Neil Perry’s Rockpool restaurant group forks out $1.6 million to back pay workers


Posted

October 14, 2018 12:06:30

The restaurant chain fronted by Australian celebrity chef Neil Perry says it is “keen to resolve” payroll issues, and will back pay its workers $1.6 million to reconcile wages.

Key points:

  • The up-market restaurant group discovered some workers were owed extra payments through an annual audit
  • It says payments will be processed “immediately” and eligible workers notified
  • The hospitality industry is facing calls to improve after several high-profile claims of underpayment

The Rockpool Dining Group business includes the opulent Rockpool Bar and Grill venues in Melbourne, Sydney and Perth as well as dozens of other restaurants and bars across Australia.

It is one of several high-profile hospitality businesses to become caught up in claims of underpayment of workers, alongside restaurants run by George Calombaris and Shannon Bennett, and cafe chain Degani.

The company employs more than 2,400 people and manages a payroll of about $100 million.

In a statement, the company said a review of annualised salaries paid to its employees during the 2018 financial year revealed workers were owed $1.6 million in wages, which will be made in top-up payments.

“We are now notifying eligible employees of their personal outcomes, and will begin processing payments immediately,” the statement said.

“We will separately be reaching out to former employees in the coming days.”

Correct payrolls ‘an industry-wide challenge’

Many hospitality industry workers are hired on annualised salaries, where employees agree to a yearly wage instead of being paid by the hour.

Annual salaries must be 25 per cent above the minimum rate set out in the award to cover “reasonable” overtime, penalties and other benefits.
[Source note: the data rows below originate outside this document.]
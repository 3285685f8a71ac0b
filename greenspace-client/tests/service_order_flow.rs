mod common;

use common::{
    Method, MockHttp, SIGNATURE_URL, StubUploader, USER_ID, backend_with_wallet, design_json,
    product_json, service_order_json, sketch_json,
};
use greenspace_client::fetcher::FetchedResource;
use greenspace_client::{
    ClientError, DispatchAction, DispatchStep, OrderAction, OrderFetcher, PaymentPolicy,
    ServiceOrderActions, ServiceOrderStatus, ServiceOrderView, WalletContext,
};
use serde_json::json;
use std::sync::Arc;
use std::time::Duration;

const ORDER_PATH: &str = "ServiceOrder/so-1";
const STATUS_PATH: &str = "ServiceOrder/status/so-1";

fn actions(mock: &MockHttp) -> ServiceOrderActions<MockHttp> {
    let http = Arc::new(mock.clone());
    let wallet = WalletContext::new(Arc::clone(&http), USER_ID, Duration::from_secs(30));
    ServiceOrderActions::new(http, wallet, PaymentPolicy::default())
        .with_uploader(Arc::new(StubUploader))
}

async fn load(mock: &MockHttp) -> ServiceOrderView {
    let view = OrderFetcher::new(Arc::new(mock.clone()))
        .service_order("so-1")
        .await
        .unwrap();
    mock.clear_requests();
    view
}

// ============================================================================
// Fetcher
// ============================================================================

#[tokio::test]
async fn test_fetch_collects_partial_failures() {
    let mock = MockHttp::new();
    let mut order = service_order_json("so-1", "DoneDeterminingDesignPrice", 2_000_000.0, 0.0);
    order["serviceOrderDetails"] = json!([
        { "productId": "p-1", "quantity": 2, "price": 150000, "totalPrice": 300000 },
        { "productId": "p-2", "quantity": 1, "price": 90000, "totalPrice": 90000 },
        { "productId": "p-1", "quantity": 1, "price": 150000, "totalPrice": 150000 }
    ]);
    mock.on(Method::Get, ORDER_PATH, order)
        .on(
            Method::Get,
            "RecordSketch/serviceorder/so-1",
            json!([sketch_json("sk-1", 1, false), sketch_json("sk-2", 1, false)]),
        )
        .on(Method::Get, "Product/p-1", product_json("p-1", 150_000.0))
        .fail(Method::Get, "Product/p-2");

    let view = OrderFetcher::new(Arc::new(mock.clone()))
        .service_order("so-1")
        .await
        .unwrap();

    assert_eq!(view.status(), ServiceOrderStatus::DoneDeterminingDesignPrice);
    assert_eq!(view.sketches.len(), 2);
    assert!(view.designs.is_empty());
    assert!(view.product("p-1").is_some());
    assert!(view.product("p-2").is_none());
    assert_eq!(view.failures.len(), 1);
    assert_eq!(view.failures[0].resource, FetchedResource::Product);
    assert_eq!(view.failures[0].id, "p-2");

    // Designs are not shown before material pricing; p-1 is fetched once.
    assert_eq!(mock.count(Method::Get, "RecordDesign/serviceorder/so-1"), 0);
    assert_eq!(mock.count(Method::Get, "Product/p-1"), 1);
}

#[tokio::test]
async fn test_fetch_fails_when_order_fails() {
    let mock = MockHttp::new();
    mock.fail(Method::Get, ORDER_PATH);
    let err = OrderFetcher::new(Arc::new(mock.clone()))
        .service_order("so-1")
        .await
        .unwrap_err();
    assert!(matches!(err, ClientError::Api { status: 500, .. }));
}

#[tokio::test]
async fn test_view_actions_follow_records() {
    let mock = MockHttp::new();
    mock.on(
        Method::Get,
        ORDER_PATH,
        service_order_json("so-1", "DoneDeterminingMaterialPrice", 2_000_000.0, 3_000_000.0),
    )
    .on(
        Method::Get,
        "RecordDesign/serviceorder/so-1",
        json!([
            design_json("d-1", 1, false),
            design_json("d-2", 2, false),
            design_json("d-3", 3, false)
        ]),
    );
    let view = load(&mock).await;

    assert_eq!(view.design_phase(), 3);
    assert_eq!(view.latest_designs().len(), 1);
    assert!(!view.can_request_redraft());
    assert_eq!(
        view.available_actions(),
        vec![OrderAction::ConfirmDesign, OrderAction::CancelWithRefund]
    );
}

// ============================================================================
// Sketches and designs
// ============================================================================

#[tokio::test]
async fn test_confirm_sketch_selects_then_moves_status() {
    let mock = MockHttp::new();
    mock.on(
        Method::Get,
        ORDER_PATH,
        service_order_json("so-1", "DoneDeterminingDesignPrice", 2_000_000.0, 0.0),
    )
    .on(
        Method::Get,
        "RecordSketch/serviceorder/so-1",
        json!([sketch_json("sk-1", 1, false), sketch_json("sk-2", 1, false)]),
    );
    let view = load(&mock).await;

    let report = actions(&mock).confirm_sketch(&view, "sk-2").await.unwrap();

    assert_eq!(report.new_status, ServiceOrderStatus::WaitDeposit);
    assert_eq!(
        report.steps,
        vec![DispatchStep::SelectRecord, DispatchStep::UpdateOrderStatus]
    );
    assert_eq!(
        mock.calls(),
        vec![
            (Method::Put, "RecordSketch/sk-2".to_string()),
            (Method::Put, STATUS_PATH.to_string()),
        ]
    );
    assert_eq!(
        mock.last_body(Method::Put, "RecordSketch/sk-2").unwrap(),
        json!({ "isSelected": true })
    );
    assert_eq!(
        mock.last_body(Method::Put, STATUS_PATH).unwrap(),
        json!({ "status": "WaitDeposit" })
    );
}

#[tokio::test]
async fn test_confirm_sketch_refuses_second_selection() {
    let mock = MockHttp::new();
    mock.on(
        Method::Get,
        ORDER_PATH,
        service_order_json("so-1", "DoneDeterminingDesignPrice", 2_000_000.0, 0.0),
    )
    .on(
        Method::Get,
        "RecordSketch/serviceorder/so-1",
        json!([sketch_json("sk-1", 1, true), sketch_json("sk-2", 1, false)]),
    );
    let view = load(&mock).await;

    let err = actions(&mock).confirm_sketch(&view, "sk-2").await.unwrap_err();
    assert!(matches!(err, ClientError::AlreadySelected(ref id) if id == "sk-1"));
    assert!(mock.requests().is_empty());
}

#[tokio::test]
async fn test_reject_sketch_stops_at_phase_limit() {
    let mock = MockHttp::new();
    mock.on(
        Method::Get,
        ORDER_PATH,
        service_order_json("so-1", "DoneDeterminingDesignPrice", 2_000_000.0, 0.0),
    )
    .on(
        Method::Get,
        "RecordSketch/serviceorder/so-1",
        json!([sketch_json("sk-1", 1, false), sketch_json("sk-3", 3, false)]),
    );
    let view = load(&mock).await;

    let err = actions(&mock).reject_sketch(&view).await.unwrap_err();
    assert!(matches!(err, ClientError::PhaseLimitReached(3)));
    assert!(mock.requests().is_empty());
}

#[tokio::test]
async fn test_sketch_actions_refused_when_sketches_did_not_load() {
    let mock = MockHttp::new();
    mock.on(
        Method::Get,
        ORDER_PATH,
        service_order_json("so-1", "DoneDeterminingDesignPrice", 2_000_000.0, 0.0),
    )
    .fail(Method::Get, "RecordSketch/serviceorder/so-1");
    let view = load(&mock).await;

    assert_eq!(view.failures.len(), 1);
    assert!(!view.records_loaded(FetchedResource::Sketches));
    assert!(!view.can_request_redraft());
    assert_eq!(view.available_actions(), vec![OrderAction::Cancel]);

    let err = actions(&mock).reject_sketch(&view).await.unwrap_err();
    assert!(matches!(err, ClientError::InvalidResponse(_)));
    let err = actions(&mock).confirm_sketch(&view, "sk-1").await.unwrap_err();
    assert!(matches!(err, ClientError::InvalidResponse(_)));
    assert!(mock.requests().is_empty());
}

fn design_review_backend(designs: serde_json::Value) -> MockHttp {
    let mock = MockHttp::new();
    mock.on(
        Method::Get,
        ORDER_PATH,
        service_order_json("so-1", "DoneDeterminingMaterialPrice", 2_000_000.0, 3_000_000.0),
    )
    .on(Method::Get, "RecordDesign/serviceorder/so-1", designs);
    mock
}

#[tokio::test]
async fn test_confirm_design_selects_then_moves_status() {
    let mock = design_review_backend(json!([
        design_json("d-1", 1, false),
        design_json("d-2", 1, false)
    ]));
    let view = load(&mock).await;

    let report = actions(&mock).confirm_design(&view, "d-2").await.unwrap();

    assert_eq!(report.new_status, ServiceOrderStatus::DoneDesign);
    assert_eq!(
        mock.calls(),
        vec![
            (Method::Put, "RecordDesign/d-2".to_string()),
            (Method::Put, STATUS_PATH.to_string()),
        ]
    );
    assert_eq!(
        mock.last_body(Method::Put, STATUS_PATH).unwrap(),
        json!({ "status": "DoneDesign" })
    );
}

#[tokio::test]
async fn test_reject_design_requests_another_phase() {
    let mock = design_review_backend(json!([
        design_json("d-1", 1, false),
        design_json("d-2", 2, false)
    ]));
    let view = load(&mock).await;
    assert!(view.can_request_redraft());

    let report = actions(&mock).reject_design(&view).await.unwrap();

    assert_eq!(report.new_status, ServiceOrderStatus::ReDesign);
    assert_eq!(report.steps, vec![DispatchStep::UpdateOrderStatus]);
    assert_eq!(
        mock.last_body(Method::Put, STATUS_PATH).unwrap(),
        json!({ "status": "ReDesign" })
    );
}

#[tokio::test]
async fn test_reject_design_stops_at_phase_limit() {
    let mock = design_review_backend(json!([design_json("d-3", 3, false)]));
    let view = load(&mock).await;

    let err = actions(&mock).reject_design(&view).await.unwrap_err();
    assert!(matches!(err, ClientError::PhaseLimitReached(3)));
    assert!(mock.requests().is_empty());
}

#[tokio::test]
async fn test_design_actions_refused_when_designs_did_not_load() {
    let mock = MockHttp::new();
    mock.on(
        Method::Get,
        ORDER_PATH,
        service_order_json("so-1", "DoneDeterminingMaterialPrice", 2_000_000.0, 3_000_000.0),
    )
    .fail(Method::Get, "RecordDesign/serviceorder/so-1");
    let view = load(&mock).await;

    assert_eq!(view.available_actions(), vec![OrderAction::CancelWithRefund]);
    let err = actions(&mock).reject_design(&view).await.unwrap_err();
    assert!(matches!(err, ClientError::InvalidResponse(_)));
    assert!(mock.requests().is_empty());
}

#[tokio::test]
async fn test_invalid_transition_makes_no_calls() {
    let mock = MockHttp::new();
    mock.on(
        Method::Get,
        ORDER_PATH,
        service_order_json("so-1", "DoneDeterminingDesignPrice", 2_000_000.0, 0.0),
    );
    let view = load(&mock).await;

    let err = actions(&mock).confirm_design(&view, "d-1").await.unwrap_err();
    match err {
        ClientError::InvalidTransition { from, to } => {
            assert_eq!(from, ServiceOrderStatus::DoneDeterminingDesignPrice);
            assert_eq!(to, ServiceOrderStatus::DoneDesign);
        }
        other => panic!("unexpected {other:?}"),
    }
    assert!(mock.requests().is_empty());
}

// ============================================================================
// Contract
// ============================================================================

fn sign_contract_backend(balance: f64) -> MockHttp {
    let mock = backend_with_wallet(balance);
    mock.on(
        Method::Get,
        ORDER_PATH,
        service_order_json("so-1", "WaitDeposit", 2_000_000.0, 0.0),
    )
    .on(
        Method::Get,
        "Contract/serviceorder/so-1",
        json!({ "id": "c-1", "serviceOrderId": "so-1", "signatureUrl": null }),
    )
    .on(
        Method::Get,
        "Percentage",
        json!({ "depositPercentage": 50, "refundPercentage": 50 }),
    );
    mock
}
The salary must also be more than what staff would be entitled to if they were being paid by the hour, claiming all entitlements like overtime and penalties.

Any shortfall must be made up at the end of the financial year or when an employee leaves the business.

The statement said the business was working hard to overcome an issue affecting the hospitality industry as a whole.

“Like many businesses in the restaurant industry, the Group has had to work hard to replace and modernise legacy systems and procedures and that work continues,” it said.

The statement said the complexity of managing a payroll of staff involving multiple shifts, sites and rosters posed “an industry-wide challenge”.

“For our part, it is one that we’re keen to resolve,” it said.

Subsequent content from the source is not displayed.